The safety aspect is a constant focus area of DTU ScienceShow, says Benjamin Bjørke.

The show is anchored at the Department of Chemistry and has an attached Advisory Board and an advisory group, which ensures that the actual experiments and the show presenters’ training comply with all DTU’s safety regulations.

“Safety and procedures have always been the object of great attention and dialogue. Therefore, peer training and ongoing training in the proper handling of chemicals are essential to sending out the students to perform the show safely,” says Benjamin Bjørke, who now works with chemical safety in the metallurgical laboratory at the Danish Technological Institute.

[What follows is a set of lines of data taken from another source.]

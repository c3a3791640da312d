use super::decorators::{
    classify_param_decorator, verb_for_decorator, CONTROLLER, HTTP_CODE, IGNORE_DIRECTIVE, PUBLIC,
    RETURNS, SECURITY, SSE, TAGS, VERSION,
};
use super::model::{Controller, ParamCategory, ParamLocation, Route, RouteParameter};
use super::paths::compose_path;
use crate::config::{ProjectConfig, VersioningType};
use std::collections::BTreeSet;
use ts::{
    ClassDecl, DecoratorArg, DecoratorNode, MethodDecl, Program, SourceAnalysis, TypeChecker,
    TypeFlags, TypeRef,
};
use tsnest_compiler::{Metadata, MetadataRegistry, TypeWalker};

#[derive(Debug, Default)]
pub struct AnalyzerOutput {
    pub controllers: Vec<Controller>,
    pub warnings: Vec<String>,
    /// Files containing at least one discovered controller, for the
    /// rewriter.
    pub controller_files: BTreeSet<String>,
    /// Controller class names never receive companions.
    pub controller_class_names: BTreeSet<String>,
}

struct CompiledGlobs {
    include: Vec<glob::Pattern>,
    exclude: Vec<glob::Pattern>,
}

impl CompiledGlobs {
    fn compile(include: &[String], exclude: &[String], warnings: &mut Vec<String>) -> Self {
        let compile_list = |patterns: &[String], warnings: &mut Vec<String>| {
            patterns
                .iter()
                .filter_map(|p| match glob::Pattern::new(p) {
                    Ok(pat) => Some(pat),
                    Err(e) => {
                        warnings.push(format!("controllers: invalid glob `{}`: {}", p, e));
                        None
                    }
                })
                .collect()
        };
        Self {
            include: compile_list(include, warnings),
            exclude: compile_list(exclude, warnings),
        }
    }

    fn matches(&self, path: &str) -> bool {
        let included = self.include.is_empty() || self.include.iter().any(|p| p.matches(path));
        included && !self.exclude.iter().any(|p| p.matches(path))
    }
}

/// Scans the program's top-level classes for decorated controllers and
/// walks every type the routes depend on into the registry.
pub fn analyze_program(
    program: &dyn Program,
    walker: &mut TypeWalker<'_>,
    config: &ProjectConfig,
) -> AnalyzerOutput {
    let mut out = AnalyzerOutput::default();
    let globs = CompiledGlobs::compile(
        &config.controllers.include,
        &config.controllers.exclude,
        &mut out.warnings,
    );
    let checker = program.type_checker();
    let analysis = program.analysis();
    let mut operation_ids = BTreeSet::new();

    for file in program.source_files() {
        if file.is_declaration || !globs.matches(&file.file_name) {
            continue;
        }
        if file.has_syntax_errors {
            continue;
        }
        for class in analysis.top_level_classes(&file.file_name) {
            let Some(ctrl_dec) = class.decorators.iter().find(|d| d.name == CONTROLLER) else {
                continue;
            };
            if class.inside_function {
                out.warnings.push(format!(
                    "controllers: controller {} is declared inside a function and cannot be analyzed statically",
                    class.name
                ));
                continue;
            }
            if ctrl_dec.has_non_literal_arg() {
                out.warnings.push(format!(
                    "controllers: controller {} has a non-literal path argument",
                    class.name
                ));
                continue;
            }
            let controller = analyze_controller(
                &class,
                ctrl_dec,
                &file.file_name,
                checker,
                analysis,
                walker,
                config,
                &mut operation_ids,
                &mut out.warnings,
            );
            out.controller_files.insert(file.file_name.clone());
            out.controller_class_names.insert(class.name.clone());
            out.controllers.push(controller);
        }
    }
    out
}

#[allow(clippy::too_many_arguments)]
fn analyze_controller(
    class: &ClassDecl,
    ctrl_dec: &DecoratorNode,
    file: &str,
    checker: &dyn TypeChecker,
    analysis: &dyn SourceAnalysis,
    walker: &mut TypeWalker<'_>,
    config: &ProjectConfig,
    operation_ids: &mut BTreeSet<String>,
    warnings: &mut Vec<String>,
) -> Controller {
    let base_path = ctrl_dec
        .first_string_arg()
        .or_else(|| ctrl_dec.object_prop("path"))
        .unwrap_or("")
        .to_string();
    let versions: Vec<String> = ctrl_dec
        .object_prop("version")
        .map(|v| vec![v.to_string()])
        .unwrap_or_default();

    let mut routes = Vec::new();
    for method in &class.methods {
        let Some((verb_dec, verb)) = method
            .decorators
            .iter()
            .find_map(|d| verb_for_decorator(&d.name).map(|v| (d, v)))
        else {
            continue;
        };
        if verb_dec.has_non_literal_arg() {
            warnings.push(format!(
                "controllers: route {}.{} has a non-literal path argument",
                class.name, method.name
            ));
            continue;
        }
        match analyze_route(
            class,
            method,
            verb_dec,
            verb,
            &base_path,
            &versions,
            checker,
            analysis,
            walker,
            config,
            warnings,
        ) {
            Some(route) => {
                if !operation_ids.insert(route.operation_id.clone()) {
                    warnings.push(format!(
                        "controllers: duplicate operation id {}",
                        route.operation_id
                    ));
                }
                routes.push(route);
            }
            None => continue,
        }
    }

    Controller {
        name: class.name.clone(),
        file: file.to_string(),
        base_path,
        versions,
        routes,
    }
}

#[allow(clippy::too_many_arguments)]
fn analyze_route(
    class: &ClassDecl,
    method: &MethodDecl,
    verb_dec: &DecoratorNode,
    verb: super::model::HttpVerb,
    base_path: &str,
    versions: &[String],
    checker: &dyn TypeChecker,
    analysis: &dyn SourceAnalysis,
    walker: &mut TypeWalker<'_>,
    config: &ProjectConfig,
    warnings: &mut Vec<String>,
) -> Option<Route> {
    let suffix = verb_dec.first_string_arg().unwrap_or("").to_string();
    let operation_id = format!("{}.{}", class.name, method.name);

    let mut params = Vec::new();
    let mut uses_raw_response = false;
    for p in &method.params {
        let Some(dec) = p.decorators.first() else {
            continue;
        };
        if dec.has_non_literal_arg() {
            warnings.push(format!(
                "controllers: route {} has a non-literal argument on @{}",
                operation_id, dec.name
            ));
            return None;
        }
        let category = match classify_param_decorator(&dec.name) {
            Some(c) => c,
            None => ParamCategory::Custom,
        };
        if category == ParamCategory::RawResponse {
            uses_raw_response = true;
            params.push(RouteParameter {
                category,
                key: String::new(),
                var_name: p.name.clone(),
                ty: p.ty,
                type_name: None,
                meta: None,
                required: false,
                location: None,
            });
            continue;
        }
        let key = dec.first_string_arg().unwrap_or("").to_string();
        let location = if category == ParamCategory::Custom {
            analysis
                .decorator_js_doc(&dec.name)
                .iter()
                .find(|t| t.name == "in")
                .and_then(|t| ParamLocation::from_keyword(t.text.trim()))
        } else {
            None
        };
        let (type_name, meta) = match p.ty {
            Some(ty) => walk_param_type(checker, walker, ty, &operation_id, &p.name, &key, category, warnings),
            None => (None, None),
        };
        params.push(RouteParameter {
            category,
            key,
            var_name: p.name.clone(),
            ty: p.ty,
            type_name,
            meta,
            required: !p.optional,
            location,
        });
    }

    // Method-level decorators.
    let mut status = verb.default_status();
    let mut version = None;
    let mut sse = false;
    let mut tags = Vec::new();
    let mut public = false;
    let mut security = None;
    let mut explicit_return: Option<(Option<TypeRef>, Option<u16>, Option<String>, Option<String>)> =
        None;
    for dec in &method.decorators {
        match dec.name.as_str() {
            HTTP_CODE => {
                if let Some(n) = dec.first_number_arg() {
                    status = n as u16;
                }
            }
            VERSION => version = dec.first_string_arg().map(str::to_string),
            SSE => sse = true,
            TAGS => {
                for arg in &dec.args {
                    if let DecoratorArg::Str(s) = arg {
                        tags.push(s.clone());
                    }
                }
            }
            PUBLIC => public = true,
            SECURITY => {
                let schemes: Vec<String> = dec
                    .args
                    .iter()
                    .filter_map(|a| match a {
                        DecoratorArg::Str(s) => Some(s.clone()),
                        _ => None,
                    })
                    .collect();
                security = Some(schemes);
            }
            RETURNS => {
                let ty = dec.type_args.first().copied();
                let st = dec
                    .object_prop("status")
                    .and_then(|s| s.parse::<u16>().ok());
                let ct = dec.object_prop("contentType").map(str::to_string);
                let desc = dec.object_prop("description").map(str::to_string);
                explicit_return = Some((ty, st, ct, desc));
            }
            _ => {}
        }
    }

    let ignore = method.js_doc.iter().any(|t| t.name == IGNORE_DIRECTIVE);
    let deprecated = method.js_doc.iter().any(|t| t.name == "deprecated");

    // Return type: the declared type unless an explicit declaration
    // overrides it.
    let mut content_type = if sse {
        "text/event-stream".to_string()
    } else {
        "application/json".to_string()
    };
    let mut response_description = None;
    let mut ret = ReturnInfo::default();
    if let Some((ty, st, ct, desc)) = &explicit_return {
        if let Some(st) = st {
            status = *st;
        }
        if let Some(ct) = ct {
            content_type = ct.clone();
        }
        response_description = desc.clone();
        if let Some(ty) = ty {
            ret = analyze_return(checker, walker, *ty);
        }
    } else if let Some(ty) = method.return_type {
        if !uses_raw_response || sse {
            ret = analyze_return(checker, walker, ty);
        }
    }

    if uses_raw_response && explicit_return.is_none() && !ignore {
        warnings.push(format!(
            "controllers: uses-raw-response: {} — consider @Returns<T>()",
            method.name
        ));
    }

    let mut sse_events = Vec::new();
    if sse {
        if let Some(meta) = &ret.meta {
            sse_events = collect_sse_events(meta, walker.registry());
        }
        // The stream itself is not a serializable return value.
        ret = ReturnInfo::default();
    }

    let version_segment = uri_version_segment(config, version.as_deref(), versions);
    let global_prefix = config.nestjs.global_prefix.clone().unwrap_or_default();
    let full_path = compose_path(&[
        &global_prefix,
        version_segment.as_deref().unwrap_or(""),
        base_path,
        &suffix,
    ]);

    Some(Route {
        verb,
        suffix,
        full_path,
        method_name: method.name.clone(),
        is_async: method.is_async,
        operation_id,
        params,
        return_meta: ret.meta,
        return_type_name: ret.type_name,
        return_ty: ret.ty,
        returns_array: ret.is_array,
        status,
        content_type,
        response_description,
        tags,
        security,
        public,
        deprecated,
        uses_raw_response,
        sse,
        sse_events,
        version,
    })
}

Kristian Speranza Mølhave — DTU ScienceShow founder and member of the advisory group — highlights another focus area as part of the safety assessment.

“It’s not enough simply to say “don't try this at home” and then otherwise just go for it. We have a huge responsibility to communicate the experiments properly and scientifically, and to select the right experiments.”

Kristian Speranza Mølhave is proud of the reach that the show has acquired, but hopes that the concept can develop into a kind of ScienceShow alarm centre:

“I imagine that—in principle—a teacher or a parent can pick up the phone and call our alarm centre to say: “here we think the natural science classes have become too boring”. We can then respond with a callout and give them a boost of inspiration. But with thousands of spectators every year, we’re already fulfilling that role in a way,” he says.